Local organisations on the ground are reporting that 42 people have died and 123 have been wounded in the six days since the military operation started on October 9.

Misty Buswell, Middle East Policy Director at the International Rescue Committee, said:

“The situation in northeast Syria is deteriorating rapidly and we are hearing reports of multiple civilian casualties. In the past six days, 42 people have been killed – including three children – and the organisations we support on the ground are finding it more and more difficult to reach those in need.

“We have had to suspend all of our health facilities in the northeast because of the hostilities and uncertainty, but a Trauma Stabilization Point run by a local organisation has been hit by what we believe was an airstrike. Two of their ambulances have also been damaged, despite being clearly marked as humanitarian vehicles, and they are no longer able to reach Ras Al Ain – one of the cities near the border – because their ambulances are being attacked every time they try to get closer.

“Many hospitals have had to close and those that remain open are overwhelmed with casualties. We expect to see an increase in deaths from what are usually preventable diseases because of this, as there simply are not enough facilities to support those who have been displaced.
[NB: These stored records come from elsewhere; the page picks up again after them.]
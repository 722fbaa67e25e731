mod config;
mod game;
mod input;
mod puzzle;

use anyhow::Result;
use clap::Parser;
use rand::{rngs::StdRng, SeedableRng};
use std::io;
use tracing::info;

use config::{Args, Config};
use game::Game;

fn main() -> Result<()> {
    let config = Config::from(Args::parse());

    tracing_subscriber::fmt()
        .with_env_filter(tracing_subscriber::EnvFilter::new(&config.log))
        .with_writer(io::stderr)
        .init();

    let mut rng = match config.seed {
        Some(seed) => StdRng::seed_from_u64(seed),
        None => StdRng::from_entropy(),
    };

    let stdin = io::stdin();
    let stdout = io::stdout();
    let mut game = Game::new(stdin.lock(), stdout.lock(), config.clear);

    let outcome = game.run(&mut rng)?;
    info!(?outcome, solved = game.board().is_solved(), "game over");
    Ok(())
}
Maternal mortality may also rise as it is increasingly difficult for women to gain access to the support they need.”

An estimated 200,000 people have been forced to flee their homes as a result of the ongoing military offensive – including at least 70,000 children.

Parties to the conflict must uphold their obligations under international humanitarian law to protect health facilities and other civilian infrastructure and ensure that civilians are spared from the worst impacts of the fighting.

An immediate ceasefire is urgently needed to de-escalate the situation and ensure that humanitarian aid can get to vulnerable populations.

If this offensive continues we may see more than 400,000 people fleeing their homes and life-saving humanitarian services even further put at risk.